:: Data to examine
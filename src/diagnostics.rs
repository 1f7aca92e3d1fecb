//! Per-element conversion reports.
//!
//! Failures that do not abort a conversion pass are collected here and
//! mirrored to `tracing` as warnings.

use std::fmt;

use tracing::warn;

use crate::document::ElementKey;

#[derive(Debug, Clone, Copy, PartialEq, Eq, PartialOrd, Ord)]
pub enum Severity {
    Warning,
    Error,
}

/// Why an element ended up without a location.
#[derive(Debug, Clone, Copy, PartialEq, Eq)]
pub enum LocationFailure {
    /// The host's own boundary could not be resolved.
    GeometryUnresolved,
    /// The boundary was found but inserts that should become openings were not.
    OpeningsUnresolved,
}

#[derive(Debug, Clone, Copy, PartialEq, Eq)]
pub enum DiagnosticKind {
    LocationNotFound(LocationFailure),
    ConversionFailed,
}

impl fmt::Display for DiagnosticKind {
    fn fmt(&self, f: &mut fmt::Formatter<'_>) -> fmt::Result {
        match self {
            DiagnosticKind::LocationNotFound(LocationFailure::GeometryUnresolved) => {
                f.write_str("location not found: host geometry unresolved")
            }
            DiagnosticKind::LocationNotFound(LocationFailure::OpeningsUnresolved) => {
                f.write_str("location not found: openings unresolved")
            }
            DiagnosticKind::ConversionFailed => f.write_str("conversion failed"),
        }
    }
}

#[derive(Debug, Clone, PartialEq)]
pub struct Diagnostic {
    pub element: ElementKey,
    pub severity: Severity,
    pub kind: DiagnosticKind,
    pub message: String,
}

impl Diagnostic {
    #[must_use]
    pub fn location_not_found(element: ElementKey, failure: LocationFailure, message: impl Into<String>) -> Self {
        let severity = match failure {
            LocationFailure::GeometryUnresolved => Severity::Error,
            LocationFailure::OpeningsUnresolved => Severity::Warning,
        };
        Self {
            element,
            severity,
            kind: DiagnosticKind::LocationNotFound(failure),
            message: message.into(),
        }
    }

    #[must_use]
    pub fn conversion_failed(element: ElementKey, message: impl Into<String>) -> Self {
        Self {
            element,
            severity: Severity::Error,
            kind: DiagnosticKind::ConversionFailed,
            message: message.into(),
        }
    }
}

/// Ordered collection of diagnostics for one conversion pass.
#[derive(Debug, Clone, Default)]
pub struct Diagnostics {
    entries: Vec<Diagnostic>,
}

impl Diagnostics {
    #[must_use]
    pub fn new() -> Self {
        Self::default()
    }

    pub fn report(&mut self, diagnostic: Diagnostic) {
        warn!(
            element = %diagnostic.element,
            severity = ?diagnostic.severity,
            kind = %diagnostic.kind,
            "{}",
            diagnostic.message
        );
        self.entries.push(diagnostic);
    }

    pub fn iter(&self) -> std::slice::Iter<'_, Diagnostic> {
        self.entries.iter()
    }

    /// Diagnostics reported against one element.
    pub fn for_element(&self, element: ElementKey) -> impl Iterator<Item = &Diagnostic> {
        self.entries.iter().filter(move |d| d.element == element)
    }

    /// Returns `true` if any diagnostic of `kind` was reported for `element`.
    #[must_use]
    pub fn has(&self, element: ElementKey, kind: DiagnosticKind) -> bool {
        self.for_element(element).any(|d| d.kind == kind)
    }

    #[must_use]
    pub fn len(&self) -> usize {
        self.entries.len()
    }

    #[must_use]
    pub fn is_empty(&self) -> bool {
        self.entries.is_empty()
    }
}

impl<'a> IntoIterator for &'a Diagnostics {
    type Item = &'a Diagnostic;
    type IntoIter = std::slice::Iter<'a, Diagnostic>;

    fn into_iter(self) -> Self::IntoIter {
        self.entries.iter()
    }
}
::::
Whenever a line above includes "type", copy it in full.

Exercise answer:
    type Item = &'a Diagnostic;
    type IntoIter = std::slice::Iter<'a, Diagnostic>;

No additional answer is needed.